How to launch a reforestation dynamic to fight against intensive deforestation: agroforestry in Togo 

Article du 6 October 2022

With the advanced degradation of agroecosystems favorable to coffee and cocoa crops in Togo, it is essential to develop sustainable solutions that can not only promote reforestation of the area but also improve ecosystem services to the population.   


What approach to develop sustainable solutions at the local level: the case of agroforestry?  

What is agroforestry?  

Let’s start by defining agroforestry. It is land use systems and technologies where perennial woody plants (trees, shrubs, palms, bamboo, etc.) are used on the same plots as agricultural crops and animals, in some form of spatial arrangement or temporal sequence. 

How does agroforestry work with the UTCC? 

In Togo, the Unité Technique Café-Cacao (UTCC) promotes coffee and cocoa agroforestry, which allows coffee or cocoa trees to be associated with various agroforestry species on the same plot.   

These species are chosen by local farmers for several reasons:  

The quality of the shade they provide 

The improvement of soil fertility  

  • Conservation and supply of quality wood (timber and energy wood).  

In addition, between 2019 and 2020, a study on the carbon sequestration capacities of coffee and cocoa agroforests was conducted, revealing the potential of these agroforests to contribute to the reduction of greenhouse gases, undeniable proof of their economic and environmental value.   

  • Concrete actions for a better production of goods, biodiversity and carbon storage    

Since 2017, an agreement was signed between Kinomé, the Coffee-Cocoa Technical Unit of the Institute of Consulting and Technical Support (ICAT/UTCC) and the Forestry Research Laboratory of the University of Lomé (LRF/UL) with the aim of supporting ecosystem services in coffee and cocoa agroforests in terms of goods production, biodiversity and carbon storage. This gave birth to the OPASASE project (Optimization of Agroforest Production by Supporting the Improvement of Ecosystem Services in the Forest Zone of Togo) 

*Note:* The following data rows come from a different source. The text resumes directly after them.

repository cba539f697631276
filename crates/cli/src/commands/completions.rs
//! Shell completion generation
//!
//! Generate shell completion scripts for bash, zsh, fish, and powershell.

use clap::CommandFactory;
use clap_complete::{Generator, Shell};

use super::Cli;
use crate::exit_code::ExitCode;

/// Arguments for the completions command
#[derive(clap::Args, Debug)]
pub struct CompletionsArgs {
    /// Shell to generate completions for
    #[arg(value_enum)]
    pub shell: Shell,
}

/// Generate shell completions and print to stdout
pub fn execute(args: CompletionsArgs) -> ExitCode {
    let mut cmd = Cli::command();
    print_completions(args.shell, &mut cmd);
    ExitCode::Success
}

fn print_completions<G: Generator>(generator: G, cmd: &mut clap::Command) {
    clap_complete::generate(
        generator,
        cmd,
        cmd.get_name().to_string(),
        &mut std::io::stdout(),
    );
}
//! Error types for s3drop-core
//!
//! Per-operation network and backend failures are normally folded into
//! [`TransferResult::Failure`](crate::result::TransferResult) values. This
//! enum covers everything else: misconfiguration, local source problems, and
//! the raw failures the adapters report before they are folded.

use thiserror::Error;

/// Result type alias for s3drop-core operations
pub type Result<T> = std::result::Result<T, Error>;

/// Error types for s3drop-core operations
#[derive(Error, Debug)]
pub enum Error {
    /// Missing or invalid backend configuration
    #[error("Configuration error: {0}")]
    Config(String),

    /// Local source path does not exist
    #[error("File not found: {0}")]
    NotFound(String),

    /// Local source path exists but is not a regular file
    #[error("Not a file: {0}")]
    NotAFile(String),

    /// IO error
    #[error("IO error: {0}")]
    Io(#[from] std::io::Error),

    /// TOML parsing error
    #[error("TOML parse error: {0}")]
    TomlParse(#[from] toml::de::Error),

    /// URL parsing error
    #[error("Invalid URL: {0}")]
    InvalidUrl(#[from] url::ParseError),

    /// Remote download failed (timeout, DNS, non-2xx status)
    #[error("Network error: {0}")]
    Network(String),

    /// Storage service rejected the request
    #[error("Backend error: {0}")]
    Backend(String),

    /// General error
    #[error("{0}")]
    General(String),
}

impl Error {
    /// Get the process exit code for this error
    ///
    /// Every failure exits with 1; clap reports argument errors on its own.
    pub const fn exit_code(&self) -> i32 {
        1
    }

    /// Whether this error originates on the local machine rather than the network
    pub const fn is_local(&self) -> bool {
        matches!(self, Error::NotFound(_) | Error::NotAFile(_) | Error::Io(_))
    }
}
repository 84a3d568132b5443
//! Mapping of submitted form data onto domain entities.
//!
//! Forms arrive as loosely-typed JSON (checkbox values as `"true"`, dates as
//! `YYYY-MM-DD`). Everything is sanitized and parsed here so the entities only
//! ever see clean values.

use chrono::{DateTime, Utc};
use serde::Deserialize;

use medinv_core::validation::{self, DEFAULT_TEXT_MAX_LEN};
use medinv_core::{Actor, DomainError, DomainResult, ItemId};

use crate::item::{InventoryItem, ItemStatus};
use crate::row::parse_date;
use crate::transfer::Transfer;

/// Boolean that also accepts the strings `"true"` / `"false"`.
#[derive(Debug, Clone, Deserialize, PartialEq, Eq)]
#[serde(untagged)]
pub enum FlexBool {
    Bool(bool),
    Text(String),
}

impl FlexBool {
    pub fn value(&self) -> bool {
        match self {
            FlexBool::Bool(b) => *b,
            FlexBool::Text(s) => s.trim().eq_ignore_ascii_case("true"),
        }
    }
}

/// Item fields as submitted by the add/edit forms.
#[derive(Debug, Clone, Default, Deserialize, PartialEq, Eq)]
#[serde(default)]
pub struct ItemForm {
    pub name: String,
    pub inventory_code: String,
    pub serial_number: Option<String>,
    pub status: Option<String>,
    pub current_location: String,
    pub requires_calibration: Option<FlexBool>,
    pub last_calibration_date: Option<String>,
    pub next_calibration_date: Option<String>,
    pub notes: Option<String>,
}

/// Parsed, sanitized form values.
#[derive(Debug, Clone, PartialEq, Eq)]
struct ItemFields {
    name: String,
    inventory_code: String,
    serial_number: String,
    status: ItemStatus,
    current_location: String,
    requires_calibration: bool,
    last_calibration_date: Option<DateTime<Utc>>,
    next_calibration_date: Option<DateTime<Utc>>,
    notes: String,
}

fn parse_optional_date(raw: Option<&str>, field: &str, errors: &mut Vec<String>) -> Option<DateTime<Utc>> {
    let raw = raw.map(str::trim).filter(|s| !s.is_empty())?;
    match parse_date(raw) {
        Some(d) => Some(d),
        None => {
            errors.push(format!("{field} is not a valid date"));
            None
        }
    }
}

impl ItemForm {
    fn parse(&self) -> DomainResult<ItemFields> {
        let mut errors = Vec::new();

        // A blank code is reported by entity validation; only check the shape here.
        let inventory_code = if self.inventory_code.trim().is_empty() {
            String::new()
        } else {
            match validation::validate_inventory_code(&self.inventory_code) {
                Ok(code) => code,
                Err(e) => {
                    errors.push(e.to_string());
                    String::new()
                }
            }
        };

        let serial_number = match validation::validate_serial(self.serial_number.as_deref()) {
            Ok(serial) => serial.unwrap_or_default(),
            Err(e) => {
                errors.push(e.to_string());
                String::new()
            }
        };

        let status = match self.status.as_deref().map(str::trim).filter(|s| !s.is_empty()) {
            None => ItemStatus::default(),
            Some(label) => ItemStatus::from_label(label).unwrap_or_else(|| {
                errors.push(format!("unknown status: {label}"));
                ItemStatus::default()
            }),
        };

        let last_calibration_date =
            parse_optional_date(self.last_calibration_date.as_deref(), "last calibration date", &mut errors);
        let next_calibration_date =
            parse_optional_date(self.next_calibration_date.as_deref(), "next calibration date", &mut errors);

        DomainError::check(errors)?;

        Ok(ItemFields {
            name: validation::clean_text(&self.name, DEFAULT_TEXT_MAX_LEN),
            inventory_code,
            serial_number,
            status,
            current_location: validation::clean_text(&self.current_location, DEFAULT_TEXT_MAX_LEN),
            requires_calibration: self.requires_calibration.as_ref().is_some_and(FlexBool::value),
            last_calibration_date,
            next_calibration_date,
            notes: validation::clean_text(self.notes.as_deref().unwrap_or_default(), DEFAULT_TEXT_MAX_LEN),
        })
    }

    /// Build a new (not yet validated) item from the form.
    pub fn into_new_item(&self, actor: &Actor, now: DateTime<Utc>) -> DomainResult<InventoryItem> {
        let fields = self.parse()?;
        let mut item = InventoryItem::new(
            fields.name.clone(),
            fields.inventory_code.clone(),
            fields.current_location.clone(),
            actor,
            now,
        );
        fields.write_into(&mut item);
        Ok(item)
    }

    /// Overwrite the editable fields of an existing item.
    ///
    /// Photos and creation metadata are left untouched.
    pub fn apply_to(&self, item: &mut InventoryItem) -> DomainResult<()> {
        let fields = self.parse()?;
        fields.write_into(item);
        Ok(())
    }
}

impl ItemFields {
    fn write_into(self, item: &mut InventoryItem) {
        item.name = self.name;
        item.inventory_code = self.inventory_code;
        item.serial_number = self.serial_number;
        item.status = self.status;
        item.current_location = self.current_location;
        item.requires_calibration = self.requires_calibration;
        item.last_calibration_date = self.last_calibration_date;
        item.next_calibration_date = self.next_calibration_date;
        item.notes = self.notes;
    }
}

/// Fields submitted by the transfer form.
#[derive(Debug, Clone, Default, Deserialize, PartialEq, Eq)]
#[serde(default)]
pub struct TransferForm {
    pub item_id: String,
    pub destination_location: String,
    pub notes: Option<String>,
}

impl TransferForm {
    pub fn into_transfer(&self, actor: &Actor, now: DateTime<Utc>) -> Transfer {
        Transfer::new(
            ItemId::from(self.item_id.trim()),
            validation::clean_text(&self.destination_location, DEFAULT_TEXT_MAX_LEN),
            validation::clean_text(self.notes.as_deref().unwrap_or_default(), DEFAULT_TEXT_MAX_LEN),
            actor,
            now,
        )
    }
}

#[cfg(test)]
mod tests {
    use super::*;
    use chrono::TimeZone;
    use medinv_core::Entity;

    fn actor() -> Actor {
        Actor::new("tech@clinic.org")
    }

    fn form() -> ItemForm {
        ItemForm {
            name: " <i>Endoscope</i> ".into(),
            inventory_code: "em-age-001-0824".into(),
            serial_number: Some("SN-9981".into()),
            status: Some("In use".into()),
            current_location: "Office 1".into(),
            requires_calibration: Some(FlexBool::Text("true".into())),
            last_calibration_date: Some("2024-07-01".into()),
            next_calibration_date: Some("2025-07-01".into()),
            notes: None,
        }
    }

    #[test]
    fn form_maps_to_sanitized_item() {
        let item = form().into_new_item(&actor(), Utc::now()).unwrap();
        assert_eq!(item.name, "Endoscope");
        assert_eq!(item.inventory_code, "EM-AGE-001-0824");
        assert_eq!(item.serial_number, "SN-9981");
        assert_eq!(item.status, ItemStatus::InUse);
        assert!(item.requires_calibration);
        assert_eq!(
            item.next_calibration_date,
            Some(Utc.with_ymd_and_hms(2025, 7, 1, 0, 0, 0).unwrap())
        );
        assert_eq!(item.created_by(), "tech@clinic.org");
    }

    #[test]
    fn form_errors_are_aggregated() {
        let mut f = form();
        f.inventory_code = "EM-AGE-1-24".into();
        f.serial_number = Some("x".into());
        f.status = Some("Lost".into());
        f.next_calibration_date = Some("tomorrow".into());

        match f.into_new_item(&actor(), Utc::now()).unwrap_err() {
            DomainError::Validation(msgs) => assert_eq!(msgs.len(), 4),
            other => panic!("expected validation error, got {other:?}"),
        }
    }

    #[test]
    fn missing_optional_fields_use_defaults() {
        let f: ItemForm = serde_json::from_value(serde_json::json!({
            "name": "Chair",
            "inventory_code": "EO-AGE-010-0124",
            "current_location": "Reception",
        }))
        .unwrap();
        let item = f.into_new_item(&actor(), Utc::now()).unwrap();
        assert_eq!(item.status, ItemStatus::Available);
        assert!(!item.requires_calibration);
        assert_eq!(item.serial_number, "");
    }

    #[test]
    fn checkbox_accepts_bool_or_string() {
        let f: ItemForm = serde_json::from_value(serde_json::json!({ "requires_calibration": true })).unwrap();
        assert_eq!(f.requires_calibration.map(|b| b.value()), Some(true));
        let f: ItemForm = serde_json::from_value(serde_json::json!({ "requires_calibration": "false" })).unwrap();
        assert_eq!(f.requires_calibration.map(|b| b.value()), Some(false));
    }

    #[test]
    fn apply_keeps_identity_and_photos() {
        let mut item = form().into_new_item(&actor(), Utc::now()).unwrap();
        item.photo_ids.push("photo-1".into());
        let id = item.id().clone();

        let mut edit = form();
        edit.name = "Gastroscope".into();
        edit.apply_to(&mut item).unwrap();

        assert_eq!(item.id(), &id);
        assert_eq!(item.name, "Gastroscope");
        assert_eq!(item.photo_ids, vec!["photo-1".to_string()]);
    }

    #[test]
    fn punctuation_survives_repeated_edits() {
        let mut f = form();
        f.name = "Doctor's scale".into();
        f.current_location = "Storage & Lab".into();
        let mut item = f.into_new_item(&actor(), Utc::now()).unwrap();

        for _ in 0..2 {
            let mut edit = form();
            edit.name = item.name.clone();
            edit.current_location = item.current_location.clone();
            edit.apply_to(&mut item).unwrap();
        }

        assert_eq!(item.name, "Doctor's scale");
        assert_eq!(item.current_location, "Storage & Lab");
    }

    #[test]
    fn transfer_form_builds_transfer_without_origin() {
        let t = TransferForm {
            item_id: " OBJ_1 ".into(),
            destination_location: "Laboratory".into(),
            notes: Some("for cleaning".into()),
        }
        .into_transfer(&actor(), Utc::now());
        assert_eq!(t.item_id.as_str(), "OBJ_1");
        assert_eq!(t.origin_location(), "");
        assert_eq!(t.notes, "for cleaning");
    }
}
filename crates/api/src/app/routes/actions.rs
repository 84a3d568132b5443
//! `POST /`: form actions dispatched on the `action` field.

use std::sync::Arc;

use axum::{body::Bytes, extract::Extension, http::StatusCode};
use serde_json::{json, Value};
use tracing::warn;

use medinv_core::{DomainResult, ItemId};
use medinv_infra::PhotoUpload;
use medinv_inventory::{ItemForm, TransferForm};

use crate::app::services::AppServices;
use crate::app::{dto, errors};
use crate::context::ActorContext;

pub async fn dispatch(
    Extension(services): Extension<Arc<AppServices>>,
    Extension(ctx): Extension<ActorContext>,
    body: Bytes,
) -> axum::response::Response {
    let value: Value = match serde_json::from_slice(&body) {
        Ok(v) => v,
        Err(e) => {
            warn!(error = %e, "unparsable action body");
            return errors::failure(StatusCode::BAD_REQUEST, format!("invalid request body: {e}"));
        }
    };
    let envelope: dto::ActionEnvelope = match dto::parse_body(value.clone()) {
        Ok(v) => v,
        Err(resp) => return resp,
    };

    match envelope.action.as_str() {
        "add_item" => add_item(&services, &ctx, value),
        "edit_item" => edit_item(&services, &ctx, value),
        "delete_item" => delete_item(&services, &ctx, value),
        "record_transfer" => record_transfer(&services, &ctx, value),
        "upload_photo" => upload_photo(&services, &ctx, value),
        "delete_photo" => delete_photo(&services, &ctx, value),
        other => {
            warn!(action = other, actor = %ctx.actor(), "unknown action");
            errors::failure(StatusCode::BAD_REQUEST, "invalid action")
        }
    }
}

fn respond(result: DomainResult<axum::response::Response>) -> axum::response::Response {
    result.unwrap_or_else(errors::domain_error_to_response)
}

fn add_item(services: &AppServices, ctx: &ActorContext, value: Value) -> axum::response::Response {
    let form: ItemForm = match dto::parse_body(value) {
        Ok(v) => v,
        Err(resp) => return resp,
    };
    respond(services.inventory.add_item(&form, ctx.actor()).map(|id| {
        errors::success("item added", json!({ "item_id": id }))
    }))
}

fn edit_item(services: &AppServices, ctx: &ActorContext, value: Value) -> axum::response::Response {
    let req: dto::EditItemRequest = match dto::parse_body(value) {
        Ok(v) => v,
        Err(resp) => return resp,
    };
    respond((|| -> DomainResult<_> {
        let id: ItemId = req.id.parse()?;
        services.inventory.edit_item(&id, &req.form, ctx.actor())?;
        Ok(errors::success("item updated", json!({ "item_id": id })))
    })())
}

fn delete_item(services: &AppServices, ctx: &ActorContext, value: Value) -> axum::response::Response {
    let req: dto::DeleteItemRequest = match dto::parse_body(value) {
        Ok(v) => v,
        Err(resp) => return resp,
    };
    respond((|| -> DomainResult<_> {
        let id: ItemId = req.id.parse()?;
        services.inventory.delete_item(&id, ctx.actor())?;
        Ok(errors::success("item deleted", json!({ "item_id": id })))
    })())
}

fn record_transfer(services: &AppServices, ctx: &ActorContext, value: Value) -> axum::response::Response {
    let form: TransferForm = match dto::parse_body(value) {
        Ok(v) => v,
        Err(resp) => return resp,
    };
    respond(services.inventory.submit_transfer(&form, ctx.actor()).map(|id| {
        errors::success("transfer recorded", json!({ "transfer_id": id }))
    }))
}

fn upload_photo(services: &AppServices, ctx: &ActorContext, value: Value) -> axum::response::Response {
    let req: dto::UploadPhotoRequest = match dto::parse_body(value) {
        Ok(v) => v,
        Err(resp) => return resp,
    };
    respond((|| -> DomainResult<_> {
        let id: ItemId = req.item_id.parse()?;
        let upload = PhotoUpload {
            data: req.data,
            mime_type: req.mime_type,
        };
        let photo_id = services.inventory.upload_photo(&id, &upload, ctx.actor())?;
        Ok(errors::success("photo uploaded", json!({ "item_id": id, "photo_id": photo_id })))
    })())
}

fn delete_photo(services: &AppServices, ctx: &ActorContext, value: Value) -> axum::response::Response {
    let req: dto::DeletePhotoRequest = match dto::parse_body(value) {
        Ok(v) => v,
        Err(resp) => return resp,
    };
    respond((|| -> DomainResult<_> {
        let id: ItemId = req.item_id.parse()?;
        services.inventory.remove_photo(&id, &req.photo_id, ctx.actor())?;
        Ok(errors::success("photo deleted", json!({ "item_id": id, "photo_id": req.photo_id })))
    })())
}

  • Nearly 200,000 trees planted with our partners  

The activities carried out within the framework of this project have made it possible to plant, with the support of  

the Forest&Life Movement, more than 17,750 trees, with ORESYS, more than 14,000 and with ReforestAction, more than 180,000 trees of several species such as Samanea saman, Albizzia adianthifolia, Albizzia lebbeck, Albizia zygia… In addition, the project subsidizes the free supply of agroforestry and fruit plants for the farmers 

  • Training and support for local farmers to stop intensive deforestation  

Support is also provided to farmers in their agroforestry practices to boost the reforestation process in the region by planting trees in coffee and cocoa plantations as well as in bare areas. By facilitating access to plants used in agroforestry, the project is convinced to stop intensive deforestation and to launch a reforestation dynamic by involving the first actors of deforestation: producers of cash crops such as coffee and cocoa.   

  • Results:  

Since 2020, priority has been given to reforesting at-risk areas: mountain slopes denuded by anarchic logging, galleries along rivers under high demographic pressure where deforestation is an alarming phenomenon with the search for firewood, marginal lands and community forests: more than 70,000 plants reforested in 2022. The objective is also to identify successful experiences in the activities carried out since 2017 that will be integrated into disseminable records.  

Ultimately, each year since 2017, UTCC has been monitoring the production of agroforestry seedlings, training beneficiaries in the conduct of agroforestry seedlings (30 women and 11 organizations in 2022), supporting the distribution of agroforestry seedlings, and monitoring the planting of the seedlings. The planters are satisfied as Mr. Abalo TANI testifies:  

“I thank the initiators of the Kinomé project and Reforest’Action for this opportunity they are giving us to produce agroforestry plants and to use them to shade our coffee and cocoa plantations where vegetation fires have decimated almost all the natural species. These plants will also be used for reforestation of bare land and will have a positive effect on the climate. Once again, thank you to Kinomé, Reforest’Acion, the State, UTCC and the technicians.